■ **Action item**
Every line below that contains "Clone" is to be copied.

■ **Excerpted data**

#####

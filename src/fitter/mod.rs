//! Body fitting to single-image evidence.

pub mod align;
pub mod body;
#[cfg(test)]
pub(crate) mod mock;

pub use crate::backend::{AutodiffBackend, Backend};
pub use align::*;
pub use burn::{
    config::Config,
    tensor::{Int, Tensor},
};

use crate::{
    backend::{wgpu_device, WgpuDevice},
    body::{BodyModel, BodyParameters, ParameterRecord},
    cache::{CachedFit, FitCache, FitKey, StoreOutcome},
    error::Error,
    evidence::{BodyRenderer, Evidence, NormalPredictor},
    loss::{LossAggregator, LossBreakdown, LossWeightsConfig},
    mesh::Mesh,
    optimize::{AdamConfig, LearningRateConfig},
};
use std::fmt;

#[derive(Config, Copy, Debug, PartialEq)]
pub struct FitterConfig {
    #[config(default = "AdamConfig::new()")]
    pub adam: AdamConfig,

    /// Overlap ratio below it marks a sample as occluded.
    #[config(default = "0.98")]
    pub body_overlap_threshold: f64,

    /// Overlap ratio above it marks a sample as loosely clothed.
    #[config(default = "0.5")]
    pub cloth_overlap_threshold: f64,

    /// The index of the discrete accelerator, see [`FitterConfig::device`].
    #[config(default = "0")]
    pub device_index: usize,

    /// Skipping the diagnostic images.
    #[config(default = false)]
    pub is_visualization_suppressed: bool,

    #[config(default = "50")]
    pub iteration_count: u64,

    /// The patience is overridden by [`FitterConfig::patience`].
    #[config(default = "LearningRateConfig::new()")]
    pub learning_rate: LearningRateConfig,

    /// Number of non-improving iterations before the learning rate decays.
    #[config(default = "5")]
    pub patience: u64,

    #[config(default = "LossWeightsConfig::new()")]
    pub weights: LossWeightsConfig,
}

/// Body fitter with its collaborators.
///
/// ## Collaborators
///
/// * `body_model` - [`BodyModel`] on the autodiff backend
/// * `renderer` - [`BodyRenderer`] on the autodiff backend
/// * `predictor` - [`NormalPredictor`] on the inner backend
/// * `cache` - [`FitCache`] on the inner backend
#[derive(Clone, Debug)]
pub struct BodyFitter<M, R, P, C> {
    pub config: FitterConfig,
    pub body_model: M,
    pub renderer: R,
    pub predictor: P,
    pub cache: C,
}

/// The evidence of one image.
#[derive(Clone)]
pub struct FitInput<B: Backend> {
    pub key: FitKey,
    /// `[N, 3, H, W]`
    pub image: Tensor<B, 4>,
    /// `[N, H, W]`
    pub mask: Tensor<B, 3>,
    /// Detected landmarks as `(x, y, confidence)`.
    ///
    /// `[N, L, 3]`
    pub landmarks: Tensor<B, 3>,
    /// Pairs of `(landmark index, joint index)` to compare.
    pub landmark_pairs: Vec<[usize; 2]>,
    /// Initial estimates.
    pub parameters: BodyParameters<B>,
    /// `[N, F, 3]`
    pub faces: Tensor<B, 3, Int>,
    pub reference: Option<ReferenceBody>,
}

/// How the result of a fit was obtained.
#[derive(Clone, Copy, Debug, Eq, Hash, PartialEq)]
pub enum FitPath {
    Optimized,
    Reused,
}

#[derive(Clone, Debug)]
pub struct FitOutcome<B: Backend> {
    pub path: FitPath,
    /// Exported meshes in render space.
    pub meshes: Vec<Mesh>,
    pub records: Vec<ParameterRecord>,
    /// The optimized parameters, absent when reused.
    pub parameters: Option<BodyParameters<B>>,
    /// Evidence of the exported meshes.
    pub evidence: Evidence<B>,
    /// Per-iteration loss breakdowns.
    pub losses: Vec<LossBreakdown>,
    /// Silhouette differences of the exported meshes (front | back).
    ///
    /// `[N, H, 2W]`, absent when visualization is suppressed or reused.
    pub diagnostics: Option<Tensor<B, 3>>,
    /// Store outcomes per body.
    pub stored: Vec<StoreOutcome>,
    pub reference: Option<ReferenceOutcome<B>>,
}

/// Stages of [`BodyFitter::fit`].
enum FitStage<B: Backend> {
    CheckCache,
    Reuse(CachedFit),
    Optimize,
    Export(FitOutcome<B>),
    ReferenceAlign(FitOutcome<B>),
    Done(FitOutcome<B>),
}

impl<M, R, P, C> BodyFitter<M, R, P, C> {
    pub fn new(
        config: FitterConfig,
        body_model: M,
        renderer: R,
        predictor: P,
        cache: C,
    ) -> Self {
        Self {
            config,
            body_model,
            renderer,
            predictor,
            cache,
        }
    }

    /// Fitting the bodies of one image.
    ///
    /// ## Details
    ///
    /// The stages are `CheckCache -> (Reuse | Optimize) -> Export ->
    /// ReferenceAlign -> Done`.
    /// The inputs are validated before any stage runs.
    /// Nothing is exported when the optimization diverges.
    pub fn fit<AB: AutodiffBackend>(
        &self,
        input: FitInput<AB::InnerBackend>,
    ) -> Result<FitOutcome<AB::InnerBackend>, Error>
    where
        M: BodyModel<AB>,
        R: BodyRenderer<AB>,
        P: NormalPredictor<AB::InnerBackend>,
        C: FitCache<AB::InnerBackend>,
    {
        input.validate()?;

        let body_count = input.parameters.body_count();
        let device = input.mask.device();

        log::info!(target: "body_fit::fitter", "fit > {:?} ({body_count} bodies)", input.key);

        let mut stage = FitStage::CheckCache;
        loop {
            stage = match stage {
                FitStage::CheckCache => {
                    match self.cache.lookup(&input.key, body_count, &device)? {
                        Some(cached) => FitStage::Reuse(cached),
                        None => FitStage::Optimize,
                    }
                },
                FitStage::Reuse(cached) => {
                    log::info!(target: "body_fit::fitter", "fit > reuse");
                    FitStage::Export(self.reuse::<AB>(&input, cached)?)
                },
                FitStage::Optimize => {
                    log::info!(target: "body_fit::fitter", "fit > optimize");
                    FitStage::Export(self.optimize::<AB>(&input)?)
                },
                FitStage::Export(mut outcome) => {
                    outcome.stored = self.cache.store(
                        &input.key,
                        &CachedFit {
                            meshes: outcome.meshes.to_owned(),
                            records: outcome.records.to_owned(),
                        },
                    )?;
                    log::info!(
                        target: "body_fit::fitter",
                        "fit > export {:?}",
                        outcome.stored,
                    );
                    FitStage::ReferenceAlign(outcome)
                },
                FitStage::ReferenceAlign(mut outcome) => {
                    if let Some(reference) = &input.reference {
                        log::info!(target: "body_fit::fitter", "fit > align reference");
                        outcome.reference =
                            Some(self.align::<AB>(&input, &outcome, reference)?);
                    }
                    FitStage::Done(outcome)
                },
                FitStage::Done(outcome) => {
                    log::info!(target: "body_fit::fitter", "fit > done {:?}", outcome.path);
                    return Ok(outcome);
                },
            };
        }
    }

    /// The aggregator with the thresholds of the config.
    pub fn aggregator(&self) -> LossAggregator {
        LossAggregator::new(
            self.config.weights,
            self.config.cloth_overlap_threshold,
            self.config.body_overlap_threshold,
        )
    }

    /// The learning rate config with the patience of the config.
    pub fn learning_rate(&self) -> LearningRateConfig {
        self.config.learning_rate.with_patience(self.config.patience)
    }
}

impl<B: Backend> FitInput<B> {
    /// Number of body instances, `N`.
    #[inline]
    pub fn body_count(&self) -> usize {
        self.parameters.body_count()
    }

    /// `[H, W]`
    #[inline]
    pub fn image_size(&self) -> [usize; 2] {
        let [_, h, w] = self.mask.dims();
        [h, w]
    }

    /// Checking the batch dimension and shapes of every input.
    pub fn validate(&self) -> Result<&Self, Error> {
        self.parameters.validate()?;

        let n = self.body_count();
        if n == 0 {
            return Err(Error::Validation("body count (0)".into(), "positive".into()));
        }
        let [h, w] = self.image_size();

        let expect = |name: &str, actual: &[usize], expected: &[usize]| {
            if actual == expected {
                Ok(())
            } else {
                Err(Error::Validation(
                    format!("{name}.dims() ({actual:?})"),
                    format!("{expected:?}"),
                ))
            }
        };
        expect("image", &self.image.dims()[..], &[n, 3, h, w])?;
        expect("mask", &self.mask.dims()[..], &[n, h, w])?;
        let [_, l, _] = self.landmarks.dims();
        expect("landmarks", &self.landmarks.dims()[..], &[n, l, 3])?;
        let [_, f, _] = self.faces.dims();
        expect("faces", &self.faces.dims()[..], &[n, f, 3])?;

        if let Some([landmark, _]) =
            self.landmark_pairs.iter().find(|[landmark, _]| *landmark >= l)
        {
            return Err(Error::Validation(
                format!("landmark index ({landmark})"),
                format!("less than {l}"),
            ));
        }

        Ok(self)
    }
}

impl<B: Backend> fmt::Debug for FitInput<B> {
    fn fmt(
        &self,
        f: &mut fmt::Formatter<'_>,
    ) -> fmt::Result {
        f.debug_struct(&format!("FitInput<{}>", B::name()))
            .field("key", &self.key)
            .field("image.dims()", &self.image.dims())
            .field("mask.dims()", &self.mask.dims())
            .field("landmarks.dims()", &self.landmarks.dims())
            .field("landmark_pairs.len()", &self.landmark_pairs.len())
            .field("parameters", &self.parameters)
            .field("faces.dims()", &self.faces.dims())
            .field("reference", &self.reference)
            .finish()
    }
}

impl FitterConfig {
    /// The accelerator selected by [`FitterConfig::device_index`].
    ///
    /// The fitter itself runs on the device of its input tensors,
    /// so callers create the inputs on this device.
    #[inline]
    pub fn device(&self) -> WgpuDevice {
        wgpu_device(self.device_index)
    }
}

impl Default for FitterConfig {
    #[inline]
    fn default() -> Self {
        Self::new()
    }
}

#####

■ **Reply**
#[derive(Clone, Debug)]
#[derive(Clone)]
#[derive(Clone, Copy, Debug, Eq, Hash, PartialEq)]
#[derive(Clone, Debug)]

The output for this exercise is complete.